PROBLEM: The data must be written out once more, precisely as given.

SUPPLIED DATA:
//! Integration tests for VERSION propagation into the binary.

use std::fs;

use clap::Parser;
use clap::error::ErrorKind;
use pepper_app::{APP_VERSION, Args, app_version};

#[test]
fn version_display_tests_matches_root_version_file() {
    let root_version_path = concat!(env!("CARGO_MANIFEST_DIR"), "/../../VERSION");
    let root_version = fs::read_to_string(root_version_path).expect("VERSION should be readable");
    assert_eq!(app_version(), root_version.trim());
}

#[test]
fn version_display_tests_cli_reports_build_version() {
    let error = Args::try_parse_from(["pepper", "--version"]).expect_err("--version should exit early");

    assert_eq!(error.kind(), ErrorKind::DisplayVersion);
    assert!(error.to_string().contains(&format!("pepper {APP_VERSION}")));
}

SOLUTION TO THIS EXERCISE:
//! Integration tests for VERSION propagation into the binary.

use std::fs;

use clap::Parser;
use clap::error::ErrorKind;
use pepper_app::{APP_VERSION, Args, app_version};

#[test]
fn version_display_tests_matches_root_version_file() {
    let root_version_path = concat!(env!("CARGO_MANIFEST_DIR"), "/../../VERSION");
    let root_version = fs::read_to_string(root_version_path).expect("VERSION should be readable");
    assert_eq!(app_version(), root_version.trim());
}

#[test]
fn version_display_tests_cli_reports_build_version() {
    let error = Args::try_parse_from(["pepper", "--version"]).expect_err("--version should exit early");

    assert_eq!(error.kind(), ErrorKind::DisplayVersion);
    assert!(error.to_string().contains(&format!("pepper {APP_VERSION}")));
}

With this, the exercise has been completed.